### ACTIVITY
Copy every entry. Do not alter a single word.

### INFORMATION SHOWN
impl Schema {
    /// Creates an empty schema of the given kind.
    #[must_use]
    pub fn new(kind: SchemaKind) -> Self {
        Self {
            kind,
            optional: false,
            transforms: Vec::new(),
            steps: Vec::new(),
            kind_message: None,
            required_message: None,
        }
    }

    #[must_use]
    pub fn string() -> Self {
        Self::new(SchemaKind::String)
    }

    #[must_use]
    pub fn number() -> Self {
        Self::new(SchemaKind::Number)
    }

    /// A schema whose values must coerce to a date: RFC 3339 or
    /// `YYYY-MM-DD` strings, or epoch milliseconds.
    #[must_use]
    pub fn date() -> Self {
        Self::new(SchemaKind::Date)
    }

    /// A schema over file metadata (`{"size": .., "type": ..}`).
    #[must_use]
    pub fn file() -> Self {
        Self::new(SchemaKind::File)
    }

    #[must_use]
    pub fn array() -> Self {
        Self::new(SchemaKind::Array)
    }

    /// A schema that accepts every value until refined.
    #[must_use]
    pub fn any() -> Self {
        Self::new(SchemaKind::Any)
    }

    /// A union of literals: the value must equal one of `values`.
    ///
    /// A single literal gives an equality schema; an empty set accepts
    /// nothing.
    ///
    /// # Examples
    ///
    /// ```
    /// use formkit_validator::schema::Schema;
    /// use serde_json::json;
    ///
    /// let currency = Schema::union_of(["TRY"]);
    /// assert!(currency.validate(&json!("TRY")).is_ok());
    /// assert!(currency.validate(&json!("EUR")).is_err());
    /// ```
    #[must_use]
    pub fn union_of<I, T>(values: I) -> Self
    where
        I: IntoIterator<Item = T>,
        T: Into<Value>,
    {
        let allowed = values.into_iter().map(Into::into).collect();
        Self::new(SchemaKind::Union).refine(OneOf::new(allowed))
    }

    /// The kind checked before refinements run.
    pub fn kind(&self) -> SchemaKind {
        self.kind
    }

    pub fn is_optional(&self) -> bool {
        self.optional
    }

    /// Number of registered refinements.
    pub fn len(&self) -> usize {
        self.steps.len()
    }

    pub fn is_empty(&self) -> bool {
        self.steps.is_empty()
    }

    // ------------------------------------------------------------------------
    // Builders
    // ------------------------------------------------------------------------

    /// Appends a typed validator.
    ///
    /// The raw value is converted to the validator's input type first; a
    /// value that cannot be converted fails with `type_mismatch`.
    #[must_use = "builder methods return a new schema"]
    pub fn refine<V>(self, validator: V) -> Self
    where
        V: Validate + Send + Sync + 'static,
        Value: AsValidatable<V::Input>,
        for<'a> <Value as AsValidatable<V::Input>>::Output<'a>: Borrow<V::Input>,
    {
        self.step(Arc::new(move |value: &Value| validator.validate_any(value)))
    }

    /// Appends a predicate over the raw value with a failure message.
    ///
    /// # Examples
    ///
    /// ```
    /// use formkit_validator::schema::Schema;
    /// use serde_json::json;
    ///
    /// let even = Schema::number().check(|v| v.as_i64().is_some_and(|n| n % 2 == 0), "Must be even");
    /// assert_eq!(even.validate(&json!(3)).unwrap_err().message, "Must be even");
    /// ```
    #[must_use = "builder methods return a new schema"]
    pub fn check<F>(self, predicate: F, message: impl Into<Cow<'static, str>>) -> Self
    where
        F: Fn(&Value) -> bool + Send + Sync + 'static,
    {
        let message = message.into();
        self.step(Arc::new(move |value: &Value| {
            if predicate(value) {
                Ok(())
            } else {
                Err(ValidationError::custom(message.clone()))
            }
        }))
    }

    /// Appends a raw refinement step.
    #[must_use = "builder methods return a new schema"]
    pub fn step(mut self, step: Step) -> Self {
        self.steps.push(step);
        self
    }

    /// Adds a transform applied before the kind check and all refinements.
    ///
    /// Transforms run in registration order, each on the previous output.
    #[must_use = "builder methods return a new schema"]
    pub fn preprocess<F>(mut self, transform: F) -> Self
    where
        F: Fn(&Value) -> Value + Send + Sync + 'static,
    {
        self.transforms.push(Arc::new(transform));
        self
    }

    /// Adds a transform over string values; other values pass through.
    #[must_use = "builder methods return a new schema"]
    pub fn preprocess_str<F>(self, transform: F) -> Self
    where
        F: Fn(&str) -> String + Send + Sync + 'static,
    {
        self.preprocess(move |value: &Value| match value {
            Value::String(s) => Value::String(transform(s)),
            other => other.clone(),
        })
    }

    /// Lets `null` pass without running the kind check or refinements.
    #[must_use = "builder methods return a new schema"]
    pub fn optional(mut self) -> Self {
        self.optional = true;
        self
    }

    /// Overrides the message of the most recently registered refinement.
    ///
    /// Without refinements, overrides the kind-check message instead. The
    /// error code and params are kept.
    ///
    /// # Examples
    ///
    /// ```
    /// use formkit_validator::schema::Schema;
    /// use formkit_validator::validators::min_length;
    /// use serde_json::json;
    ///
    /// let name = Schema::string()
    ///     .message("Name must be text")
    ///     .refine(min_length(2))
    ///     .message("Name is too short");
    /// assert_eq!(name.validate(&json!(1)).unwrap_err().message, "Name must be text");
    /// assert_eq!(name.validate(&json!("A")).unwrap_err().message, "Name is too short");
    /// ```
    #[must_use = "builder methods return a new schema"]
    pub fn message(mut self, message: impl Into<Cow<'static, str>>) -> Self {
        let message = message.into();
        match self.steps.pop() {
            Some(inner) => {
                self.steps.push(Arc::new(move |value: &Value| {
                    inner(value).map_err(|e| e.with_message(message.clone()))
                }));
            }
            None => self.kind_message = Some(message),
        }
        self
    }

    /// Message reported when a required value is `null`.
    ///
    /// Defaults to "This field is required".
    #[must_use = "builder methods return a new schema"]
    pub fn required_message(mut self, message: impl Into<Cow<'static, str>>) -> Self {
        self.required_message = Some(message.into());
        self
    }

    // ------------------------------------------------------------------------
    // Evaluation
    // ------------------------------------------------------------------------

    /// Applies the preprocessing transforms without validating.
    pub fn prepare<'v>(&self, value: &'v Value) -> Cow<'v, Value> {
        self.transforms
            .iter()
            .fold(Cow::Borrowed(value), |acc, transform| {
                Cow::Owned(transform(&*acc))
            })
    }

    /// Validates a value and returns it after preprocessing.
    ///
    /// # Errors
    ///
    /// Returns the first failing step's error.
    pub fn parse(&self, value: &Value) -> Result<Value, ValidationError> {
        let prepared = self.prepare(value);
        self.run(&prepared)?;
        Ok(prepared.into_owned())
    }

    /// Validates a value: preprocessing, then every step in order.
    ///
    /// # Errors
    ///
    /// Returns the first failing step's error.
    pub fn validate(&self, value: &Value) -> Result<(), ValidationError> {
        self.run(&self.prepare(value))
    }

    /// Validates a value and reduces the result to an outcome.
    pub fn outcome(&self, value: &Value) -> ValidationOutcome {
        ValidationOutcome::from(self.validate(value))
    }

    fn run(&self, value: &Value) -> Result<(), ValidationError> {
        tracing::trace!(kind = %self.kind, steps = self.steps.len(), "validating value");

        if value.is_null() {
            if self.optional {
                return Ok(());
            }
            if !self.kind.accepts_null() {
                let message = self
                    .required_message
                    .clone()
                    .unwrap_or(Cow::Borrowed("This field is required"));
                return Err(ValidationError::required().with_message(message));
            }
        }

        self.kind.check(value).map_err(|err| {
            tracing::debug!(code = %err.code, kind = %self.kind, "kind check failed");
            match &self.kind_message {
                Some(message) => err.with_message(message.clone()),
                None => err,
            }
        })?;

        for (index, step) in self.steps.iter().enumerate() {
            step(value).inspect_err(|err| {
                tracing::debug!(code = %err.code, kind = %self.kind, index, "refinement failed");
            })?;
        }
        Ok(())
    }
}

### ANSWER TO THE PROBLEM
impl Schema {
    /// Creates an empty schema of the given kind.
    #[must_use]
    pub fn new(kind: SchemaKind) -> Self {
        Self {
            kind,
            optional: false,
            transforms: Vec::new(),
            steps: Vec::new(),
            kind_message: None,
            required_message: None,
        }
    }

    #[must_use]
    pub fn string() -> Self {
        Self::new(SchemaKind::String)
    }

    #[must_use]
    pub fn number() -> Self {
        Self::new(SchemaKind::Number)
    }

    /// A schema whose values must coerce to a date: RFC 3339 or
    /// `YYYY-MM-DD` strings, or epoch milliseconds.
    #[must_use]
    pub fn date() -> Self {
        Self::new(SchemaKind::Date)
    }

    /// A schema over file metadata (`{"size": .., "type": ..}`).
    #[must_use]
    pub fn file() -> Self {
        Self::new(SchemaKind::File)
    }

    #[must_use]
    pub fn array() -> Self {
        Self::new(SchemaKind::Array)
    }

    /// A schema that accepts every value until refined.
    #[must_use]
    pub fn any() -> Self {
        Self::new(SchemaKind::Any)
    }

    /// A union of literals: the value must equal one of `values`.
    ///
    /// A single literal gives an equality schema; an empty set accepts
    /// nothing.
    ///
    /// # Examples
    ///
    /// ```
    /// use formkit_validator::schema::Schema;
    /// use serde_json::json;
    ///
    /// let currency = Schema::union_of(["TRY"]);
    /// assert!(currency.validate(&json!("TRY")).is_ok());
    /// assert!(currency.validate(&json!("EUR")).is_err());
    /// ```
    #[must_use]
    pub fn union_of<I, T>(values: I) -> Self
    where
        I: IntoIterator<Item = T>,
        T: Into<Value>,
    {
        let allowed = values.into_iter().map(Into::into).collect();
        Self::new(SchemaKind::Union).refine(OneOf::new(allowed))
    }

    /// The kind checked before refinements run.
    pub fn kind(&self) -> SchemaKind {
        self.kind
    }

    pub fn is_optional(&self) -> bool {
        self.optional
    }

    /// Number of registered refinements.
    pub fn len(&self) -> usize {
        self.steps.len()
    }

    pub fn is_empty(&self) -> bool {
        self.steps.is_empty()
    }

    // ------------------------------------------------------------------------
    // Builders
    // ------------------------------------------------------------------------

    /// Appends a typed validator.
    ///
    /// The raw value is converted to the validator's input type first; a
    /// value that cannot be converted fails with `type_mismatch`.
    #[must_use = "builder methods return a new schema"]
    pub fn refine<V>(self, validator: V) -> Self
    where
        V: Validate + Send + Sync + 'static,
        Value: AsValidatable<V::Input>,
        for<'a> <Value as AsValidatable<V::Input>>::Output<'a>: Borrow<V::Input>,
    {
        self.step(Arc::new(move |value: &Value| validator.validate_any(value)))
    }

    /// Appends a predicate over the raw value with a failure message.
    ///
    /// # Examples
    ///
    /// ```
    /// use formkit_validator::schema::Schema;
    /// use serde_json::json;
    ///
    /// let even = Schema::number().check(|v| v.as_i64().is_some_and(|n| n % 2 == 0), "Must be even");
    /// assert_eq!(even.validate(&json!(3)).unwrap_err().message, "Must be even");
    /// ```
    #[must_use = "builder methods return a new schema"]
    pub fn check<F>(self, predicate: F, message: impl Into<Cow<'static, str>>) -> Self
    where
        F: Fn(&Value) -> bool + Send + Sync + 'static,
    {
        let message = message.into();
        self.step(Arc::new(move |value: &Value| {
            if predicate(value) {
                Ok(())
            } else {
                Err(ValidationError::custom(message.clone()))
            }
        }))
    }

    /// Appends a raw refinement step.
    #[must_use = "builder methods return a new schema"]
    pub fn step(mut self, step: Step) -> Self {
        self.steps.push(step);
        self
    }

    /// Adds a transform applied before the kind check and all refinements.
    ///
    /// Transforms run in registration order, each on the previous output.
    #[must_use = "builder methods return a new schema"]
    pub fn preprocess<F>(mut self, transform: F) -> Self
    where
        F: Fn(&Value) -> Value + Send + Sync + 'static,
    {
        self.transforms.push(Arc::new(transform));
        self
    }

    /// Adds a transform over string values; other values pass through.
    #[must_use = "builder methods return a new schema"]
    pub fn preprocess_str<F>(self, transform: F) -> Self
    where
        F: Fn(&str) -> String + Send + Sync + 'static,
    {
        self.preprocess(move |value: &Value| match value {
            Value::String(s) => Value::String(transform(s)),
            other => other.clone(),
        })
    }

    /// Lets `null` pass without running the kind check or refinements.
    #[must_use = "builder methods return a new schema"]
    pub fn optional(mut self) -> Self {
        self.optional = true;
        self
    }

    /// Overrides the message of the most recently registered refinement.
    ///
    /// Without refinements, overrides the kind-check message instead. The
    /// error code and params are kept.
    ///
    /// # Examples
    ///
    /// ```
    /// use formkit_validator::schema::Schema;
    /// use formkit_validator::validators::min_length;
    /// use serde_json::json;
    ///
    /// let name = Schema::string()
    ///     .message("Name must be text")
    ///     .refine(min_length(2))
    ///     .message("Name is too short");
    /// assert_eq!(name.validate(&json!(1)).unwrap_err().message, "Name must be text");
    /// assert_eq!(name.validate(&json!("A")).unwrap_err().message, "Name is too short");
    /// ```
    #[must_use = "builder methods return a new schema"]
    pub fn message(mut self, message: impl Into<Cow<'static, str>>) -> Self {
        let message = message.into();
        match self.steps.pop() {
            Some(inner) => {
                self.steps.push(Arc::new(move |value: &Value| {
                    inner(value).map_err(|e| e.with_message(message.clone()))
                }));
            }
            None => self.kind_message = Some(message),
        }
        self
    }

    /// Message reported when a required value is `null`.
    ///
    /// Defaults to "This field is required".
    #[must_use = "builder methods return a new schema"]
    pub fn required_message(mut self, message: impl Into<Cow<'static, str>>) -> Self {
        self.required_message = Some(message.into());
        self
    }

    // ------------------------------------------------------------------------
    // Evaluation
    // ------------------------------------------------------------------------

    /// Applies the preprocessing transforms without validating.
    pub fn prepare<'v>(&self, value: &'v Value) -> Cow<'v, Value> {
        self.transforms
            .iter()
            .fold(Cow::Borrowed(value), |acc, transform| {
                Cow::Owned(transform(&*acc))
            })
    }

    /// Validates a value and returns it after preprocessing.
    ///
    /// # Errors
    ///
    /// Returns the first failing step's error.
    pub fn parse(&self, value: &Value) -> Result<Value, ValidationError> {
        let prepared = self.prepare(value);
        self.run(&prepared)?;
        Ok(prepared.into_owned())
    }

    /// Validates a value: preprocessing, then every step in order.
    ///
    /// # Errors
    ///
    /// Returns the first failing step's error.
    pub fn validate(&self, value: &Value) -> Result<(), ValidationError> {
        self.run(&self.prepare(value))
    }

    /// Validates a value and reduces the result to an outcome.
    pub fn outcome(&self, value: &Value) -> ValidationOutcome {
        ValidationOutcome::from(self.validate(value))
    }

    fn run(&self, value: &Value) -> Result<(), ValidationError> {
        tracing::trace!(kind = %self.kind, steps = self.steps.len(), "validating value");

        if value.is_null() {
            if self.optional {
                return Ok(());
            }
            if !self.kind.accepts_null() {
                let message = self
                    .required_message
                    .clone()
                    .unwrap_or(Cow::Borrowed("This field is required"));
                return Err(ValidationError::required().with_message(message));
            }
        }

        self.kind.check(value).map_err(|err| {
            tracing::debug!(code = %err.code, kind = %self.kind, "kind check failed");
            match &self.kind_message {
                Some(message) => err.with_message(message.clone()),
                None => err,
            }
        })?;

        for (index, step) in self.steps.iter().enumerate() {
            step(value).inspect_err(|err| {
                tracing::debug!(code = %err.code, kind = %self.kind, index, "refinement failed");
            })?;
        }
        Ok(())
    }
}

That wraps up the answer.